▶ **How to complete this task**: Scan the listing beneath this sentence. Report each line with the word "Returns".

▶ **Exercise material**:
◆ ◆ ◆ ◆ ◆ ◆ ◆

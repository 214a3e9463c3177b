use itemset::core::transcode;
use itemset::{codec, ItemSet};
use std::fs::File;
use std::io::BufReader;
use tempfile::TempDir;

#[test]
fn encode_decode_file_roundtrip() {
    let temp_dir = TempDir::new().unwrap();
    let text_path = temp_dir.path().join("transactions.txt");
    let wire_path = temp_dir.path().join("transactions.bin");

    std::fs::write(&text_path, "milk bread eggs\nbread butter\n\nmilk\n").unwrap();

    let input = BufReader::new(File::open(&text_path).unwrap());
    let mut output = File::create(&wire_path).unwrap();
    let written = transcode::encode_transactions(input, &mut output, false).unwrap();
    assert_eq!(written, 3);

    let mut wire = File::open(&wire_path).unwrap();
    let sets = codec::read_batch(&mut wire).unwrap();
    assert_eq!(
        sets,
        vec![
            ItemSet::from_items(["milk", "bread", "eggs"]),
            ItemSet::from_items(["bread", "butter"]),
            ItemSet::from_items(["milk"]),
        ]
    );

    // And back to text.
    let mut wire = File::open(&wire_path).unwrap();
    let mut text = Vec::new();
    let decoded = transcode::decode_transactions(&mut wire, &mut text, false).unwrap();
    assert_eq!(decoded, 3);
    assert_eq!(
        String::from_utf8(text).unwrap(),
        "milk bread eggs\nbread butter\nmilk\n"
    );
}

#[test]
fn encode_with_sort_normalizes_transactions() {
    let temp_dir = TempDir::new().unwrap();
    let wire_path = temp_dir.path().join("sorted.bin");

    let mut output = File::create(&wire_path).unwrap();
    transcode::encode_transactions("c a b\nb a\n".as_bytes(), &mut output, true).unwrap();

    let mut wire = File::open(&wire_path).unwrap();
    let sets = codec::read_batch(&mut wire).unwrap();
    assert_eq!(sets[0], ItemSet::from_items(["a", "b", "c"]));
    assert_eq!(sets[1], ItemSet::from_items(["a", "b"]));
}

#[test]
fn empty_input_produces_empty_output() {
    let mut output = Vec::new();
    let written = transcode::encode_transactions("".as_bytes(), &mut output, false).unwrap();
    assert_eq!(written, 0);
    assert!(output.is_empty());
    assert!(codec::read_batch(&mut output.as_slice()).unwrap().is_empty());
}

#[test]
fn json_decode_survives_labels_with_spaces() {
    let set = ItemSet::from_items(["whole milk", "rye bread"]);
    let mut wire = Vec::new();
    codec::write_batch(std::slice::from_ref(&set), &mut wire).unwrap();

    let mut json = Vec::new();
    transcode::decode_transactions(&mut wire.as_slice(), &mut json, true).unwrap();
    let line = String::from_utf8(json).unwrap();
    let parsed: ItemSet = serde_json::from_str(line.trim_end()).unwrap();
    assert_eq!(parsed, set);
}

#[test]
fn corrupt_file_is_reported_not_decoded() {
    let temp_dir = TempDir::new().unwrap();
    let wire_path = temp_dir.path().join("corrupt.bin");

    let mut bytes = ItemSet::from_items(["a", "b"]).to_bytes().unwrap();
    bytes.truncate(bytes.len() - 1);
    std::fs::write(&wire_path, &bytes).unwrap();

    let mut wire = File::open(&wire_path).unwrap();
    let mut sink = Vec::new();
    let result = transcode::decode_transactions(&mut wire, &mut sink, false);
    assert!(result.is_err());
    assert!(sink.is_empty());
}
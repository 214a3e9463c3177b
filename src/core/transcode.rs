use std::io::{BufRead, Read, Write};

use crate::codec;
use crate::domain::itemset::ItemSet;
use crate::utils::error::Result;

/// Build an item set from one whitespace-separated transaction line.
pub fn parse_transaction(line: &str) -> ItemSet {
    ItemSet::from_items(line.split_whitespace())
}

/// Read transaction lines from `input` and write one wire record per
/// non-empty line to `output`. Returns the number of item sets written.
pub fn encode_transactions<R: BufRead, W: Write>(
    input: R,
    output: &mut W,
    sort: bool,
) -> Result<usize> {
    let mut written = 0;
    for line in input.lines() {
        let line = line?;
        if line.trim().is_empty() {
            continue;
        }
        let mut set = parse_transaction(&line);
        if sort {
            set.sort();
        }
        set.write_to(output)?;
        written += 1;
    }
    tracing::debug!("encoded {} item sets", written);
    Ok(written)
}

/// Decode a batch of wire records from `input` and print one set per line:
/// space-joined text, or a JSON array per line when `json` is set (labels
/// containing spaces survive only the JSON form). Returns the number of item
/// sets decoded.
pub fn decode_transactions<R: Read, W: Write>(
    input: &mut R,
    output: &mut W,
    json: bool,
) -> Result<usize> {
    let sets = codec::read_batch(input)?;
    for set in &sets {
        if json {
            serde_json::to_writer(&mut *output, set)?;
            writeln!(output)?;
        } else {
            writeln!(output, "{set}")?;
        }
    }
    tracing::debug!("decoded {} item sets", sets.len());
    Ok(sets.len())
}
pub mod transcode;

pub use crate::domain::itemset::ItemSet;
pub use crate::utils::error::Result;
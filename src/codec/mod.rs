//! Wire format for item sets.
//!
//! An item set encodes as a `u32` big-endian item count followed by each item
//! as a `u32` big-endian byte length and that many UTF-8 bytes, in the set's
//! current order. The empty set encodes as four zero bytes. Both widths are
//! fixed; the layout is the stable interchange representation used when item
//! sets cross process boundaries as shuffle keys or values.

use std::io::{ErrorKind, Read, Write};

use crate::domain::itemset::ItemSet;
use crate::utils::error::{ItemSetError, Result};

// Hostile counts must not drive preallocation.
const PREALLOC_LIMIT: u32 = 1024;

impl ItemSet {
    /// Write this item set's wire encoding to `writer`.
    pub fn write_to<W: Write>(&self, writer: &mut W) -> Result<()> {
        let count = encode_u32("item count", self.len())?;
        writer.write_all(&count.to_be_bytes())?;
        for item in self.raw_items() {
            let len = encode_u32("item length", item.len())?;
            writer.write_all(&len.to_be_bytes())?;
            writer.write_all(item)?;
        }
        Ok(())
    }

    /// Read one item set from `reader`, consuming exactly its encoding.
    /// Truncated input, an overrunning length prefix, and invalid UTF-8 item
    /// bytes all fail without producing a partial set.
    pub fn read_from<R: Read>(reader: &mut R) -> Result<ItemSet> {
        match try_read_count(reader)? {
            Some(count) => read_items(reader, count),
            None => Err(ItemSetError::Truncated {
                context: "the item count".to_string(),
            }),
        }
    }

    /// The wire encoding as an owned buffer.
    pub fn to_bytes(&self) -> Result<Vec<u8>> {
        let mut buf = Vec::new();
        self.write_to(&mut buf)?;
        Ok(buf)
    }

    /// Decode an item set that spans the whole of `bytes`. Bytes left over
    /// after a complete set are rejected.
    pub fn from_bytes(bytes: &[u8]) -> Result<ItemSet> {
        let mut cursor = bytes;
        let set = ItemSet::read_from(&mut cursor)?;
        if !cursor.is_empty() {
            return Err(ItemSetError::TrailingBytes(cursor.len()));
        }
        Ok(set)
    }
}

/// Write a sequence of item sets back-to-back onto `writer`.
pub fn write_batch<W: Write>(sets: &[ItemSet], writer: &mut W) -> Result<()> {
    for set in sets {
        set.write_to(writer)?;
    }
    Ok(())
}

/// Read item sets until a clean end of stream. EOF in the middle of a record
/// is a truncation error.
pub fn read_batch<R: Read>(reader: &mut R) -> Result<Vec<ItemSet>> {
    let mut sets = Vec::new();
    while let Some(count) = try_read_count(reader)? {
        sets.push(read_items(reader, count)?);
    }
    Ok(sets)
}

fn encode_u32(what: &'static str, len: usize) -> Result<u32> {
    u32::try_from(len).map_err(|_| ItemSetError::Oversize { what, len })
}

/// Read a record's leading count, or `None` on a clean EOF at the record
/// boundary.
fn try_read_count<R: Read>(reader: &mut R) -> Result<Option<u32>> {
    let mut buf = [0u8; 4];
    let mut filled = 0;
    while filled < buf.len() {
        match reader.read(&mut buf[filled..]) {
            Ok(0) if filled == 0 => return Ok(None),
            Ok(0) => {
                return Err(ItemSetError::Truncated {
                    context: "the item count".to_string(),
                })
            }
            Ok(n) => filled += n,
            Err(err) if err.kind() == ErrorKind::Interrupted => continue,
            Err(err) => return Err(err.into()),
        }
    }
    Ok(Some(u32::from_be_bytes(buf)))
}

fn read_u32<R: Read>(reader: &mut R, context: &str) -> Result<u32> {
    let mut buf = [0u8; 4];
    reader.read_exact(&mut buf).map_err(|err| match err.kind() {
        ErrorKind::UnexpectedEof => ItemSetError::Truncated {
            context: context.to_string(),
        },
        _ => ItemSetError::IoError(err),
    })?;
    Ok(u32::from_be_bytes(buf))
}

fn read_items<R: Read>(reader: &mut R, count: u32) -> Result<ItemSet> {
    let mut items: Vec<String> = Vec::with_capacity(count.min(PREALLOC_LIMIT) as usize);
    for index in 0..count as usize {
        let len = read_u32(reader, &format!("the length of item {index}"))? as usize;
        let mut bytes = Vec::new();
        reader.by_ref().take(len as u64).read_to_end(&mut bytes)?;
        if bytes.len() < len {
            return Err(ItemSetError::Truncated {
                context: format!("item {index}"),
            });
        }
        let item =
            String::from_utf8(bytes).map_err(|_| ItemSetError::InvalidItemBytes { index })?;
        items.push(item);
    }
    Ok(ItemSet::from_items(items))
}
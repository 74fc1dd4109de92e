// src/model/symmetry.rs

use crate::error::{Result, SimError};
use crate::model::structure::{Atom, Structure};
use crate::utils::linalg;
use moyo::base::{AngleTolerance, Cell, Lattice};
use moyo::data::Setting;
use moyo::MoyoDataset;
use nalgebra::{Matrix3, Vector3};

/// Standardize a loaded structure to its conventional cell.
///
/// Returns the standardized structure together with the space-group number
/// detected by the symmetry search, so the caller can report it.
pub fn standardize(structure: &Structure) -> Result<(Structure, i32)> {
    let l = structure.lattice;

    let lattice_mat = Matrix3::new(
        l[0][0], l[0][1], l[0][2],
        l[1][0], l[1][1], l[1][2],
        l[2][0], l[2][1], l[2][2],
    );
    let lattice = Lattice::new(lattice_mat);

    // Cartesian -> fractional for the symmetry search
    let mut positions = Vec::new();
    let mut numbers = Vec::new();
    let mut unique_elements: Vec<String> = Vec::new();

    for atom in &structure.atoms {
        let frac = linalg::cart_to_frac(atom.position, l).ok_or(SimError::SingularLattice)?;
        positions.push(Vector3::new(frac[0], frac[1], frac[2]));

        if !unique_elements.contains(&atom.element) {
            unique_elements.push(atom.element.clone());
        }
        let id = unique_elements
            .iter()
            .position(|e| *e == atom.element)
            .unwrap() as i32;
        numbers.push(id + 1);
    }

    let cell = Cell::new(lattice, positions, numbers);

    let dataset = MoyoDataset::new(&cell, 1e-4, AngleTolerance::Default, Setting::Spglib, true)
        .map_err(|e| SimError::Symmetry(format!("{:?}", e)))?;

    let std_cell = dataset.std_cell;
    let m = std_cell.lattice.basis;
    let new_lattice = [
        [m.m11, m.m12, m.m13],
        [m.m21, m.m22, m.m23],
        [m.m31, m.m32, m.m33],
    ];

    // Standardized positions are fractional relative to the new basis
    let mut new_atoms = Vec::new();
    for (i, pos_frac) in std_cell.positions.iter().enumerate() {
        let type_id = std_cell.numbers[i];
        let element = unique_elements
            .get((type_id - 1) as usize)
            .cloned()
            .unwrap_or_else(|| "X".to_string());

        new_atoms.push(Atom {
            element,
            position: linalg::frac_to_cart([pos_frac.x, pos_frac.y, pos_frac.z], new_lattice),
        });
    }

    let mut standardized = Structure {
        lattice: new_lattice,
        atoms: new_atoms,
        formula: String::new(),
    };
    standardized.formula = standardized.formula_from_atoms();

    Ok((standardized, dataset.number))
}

◆ ◆ ◆ ◆ ◆ ◆ ◆

▶ **Solution below**:
/// non-empty line to `output`. Returns the number of item sets written.
/// containing spaces survive only the JSON form). Returns the number of item
/// Returns the standardized structure together with the space-group number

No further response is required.